(Saved entries)

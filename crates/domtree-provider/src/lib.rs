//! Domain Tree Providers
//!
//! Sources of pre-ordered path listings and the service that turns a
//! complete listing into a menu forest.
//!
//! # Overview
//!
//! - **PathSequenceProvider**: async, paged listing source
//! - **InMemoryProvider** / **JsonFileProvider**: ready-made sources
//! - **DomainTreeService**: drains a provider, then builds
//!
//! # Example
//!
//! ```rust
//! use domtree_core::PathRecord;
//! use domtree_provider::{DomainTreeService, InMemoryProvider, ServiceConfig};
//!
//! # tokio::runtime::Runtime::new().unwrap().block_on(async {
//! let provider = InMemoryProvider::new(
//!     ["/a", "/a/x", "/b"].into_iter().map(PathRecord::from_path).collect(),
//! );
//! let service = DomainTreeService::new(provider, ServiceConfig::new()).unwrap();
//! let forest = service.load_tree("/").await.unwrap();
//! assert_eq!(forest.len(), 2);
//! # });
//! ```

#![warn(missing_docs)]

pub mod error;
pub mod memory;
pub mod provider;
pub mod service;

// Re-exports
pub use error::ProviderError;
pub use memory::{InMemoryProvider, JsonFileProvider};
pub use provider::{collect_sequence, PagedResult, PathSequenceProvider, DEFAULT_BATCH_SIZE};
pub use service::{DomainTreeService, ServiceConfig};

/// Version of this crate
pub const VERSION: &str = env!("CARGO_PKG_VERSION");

Work order: Repeat each entry above, matching every line exactly.

Result of the task:
filename crates/domtree-provider/src/lib.rs
//! Domain Tree Providers
//!
//! Sources of pre-ordered path listings and the service that turns a
//! complete listing into a menu forest.
//!
//! # Overview
//!
//! - **PathSequenceProvider**: async, paged listing source
//! - **InMemoryProvider** / **JsonFileProvider**: ready-made sources
//! - **DomainTreeService**: drains a provider, then builds
//!
//! # Example
//!
//! ```rust
//! use domtree_core::PathRecord;
//! use domtree_provider::{DomainTreeService, InMemoryProvider, ServiceConfig};
//!
//! # tokio::runtime::Runtime::new().unwrap().block_on(async {
//! let provider = InMemoryProvider::new(
//!     ["/a", "/a/x", "/b"].into_iter().map(PathRecord::from_path).collect(),
//! );
//! let service = DomainTreeService::new(provider, ServiceConfig::new()).unwrap();
//! let forest = service.load_tree("/").await.unwrap();
//! assert_eq!(forest.len(), 2);
//! # });
//! ```

#![warn(missing_docs)]

pub mod error;
pub mod memory;
pub mod provider;
pub mod service;

// Re-exports
pub use error::ProviderError;
pub use memory::{InMemoryProvider, JsonFileProvider};
pub use provider::{collect_sequence, PagedResult, PathSequenceProvider, DEFAULT_BATCH_SIZE};
pub use service::{DomainTreeService, ServiceConfig};

/// Version of this crate
pub const VERSION: &str = env!("CARGO_PKG_VERSION");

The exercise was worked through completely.